*Work to be completed*
From the line with "fn fmt(&self, f: &mut" to the line with "let mut conn = pool.get()?;", retype every line exactly, including those two, and leave out the rest of the data below.

*Material provided*
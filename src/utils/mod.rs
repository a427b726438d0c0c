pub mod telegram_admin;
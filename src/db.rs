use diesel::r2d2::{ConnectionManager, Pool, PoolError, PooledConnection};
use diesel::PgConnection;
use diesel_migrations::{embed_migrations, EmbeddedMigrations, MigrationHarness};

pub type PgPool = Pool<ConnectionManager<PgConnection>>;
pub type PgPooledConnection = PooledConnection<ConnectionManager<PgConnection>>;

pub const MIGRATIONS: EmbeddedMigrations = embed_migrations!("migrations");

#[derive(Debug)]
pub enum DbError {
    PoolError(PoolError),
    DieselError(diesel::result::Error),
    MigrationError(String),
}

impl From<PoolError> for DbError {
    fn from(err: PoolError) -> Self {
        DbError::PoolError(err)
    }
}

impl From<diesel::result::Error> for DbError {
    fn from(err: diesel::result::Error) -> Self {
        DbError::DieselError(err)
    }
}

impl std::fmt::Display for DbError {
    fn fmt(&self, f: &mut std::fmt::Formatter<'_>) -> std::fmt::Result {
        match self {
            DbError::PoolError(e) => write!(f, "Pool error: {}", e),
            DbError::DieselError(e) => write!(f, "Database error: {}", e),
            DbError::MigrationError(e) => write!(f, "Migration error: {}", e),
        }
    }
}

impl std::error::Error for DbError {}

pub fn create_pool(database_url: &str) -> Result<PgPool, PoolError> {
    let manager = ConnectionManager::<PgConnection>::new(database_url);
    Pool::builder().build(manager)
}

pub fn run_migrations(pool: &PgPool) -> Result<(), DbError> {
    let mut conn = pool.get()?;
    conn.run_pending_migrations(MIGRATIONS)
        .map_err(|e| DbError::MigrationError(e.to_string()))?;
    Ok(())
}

*Result of the task*
    fn fmt(&self, f: &mut std::fmt::Formatter<'_>) -> std::fmt::Result {
        match self {
            DbError::PoolError(e) => write!(f, "Pool error: {}", e),
            DbError::DieselError(e) => write!(f, "Database error: {}", e),
            DbError::MigrationError(e) => write!(f, "Migration error: {}", e),
        }
    }
}

impl std::error::Error for DbError {}

pub fn create_pool(database_url: &str) -> Result<PgPool, PoolError> {
    let manager = ConnectionManager::<PgConnection>::new(database_url);
    Pool::builder().build(manager)
}

pub fn run_migrations(pool: &PgPool) -> Result<(), DbError> {
    let mut conn = pool.get()?;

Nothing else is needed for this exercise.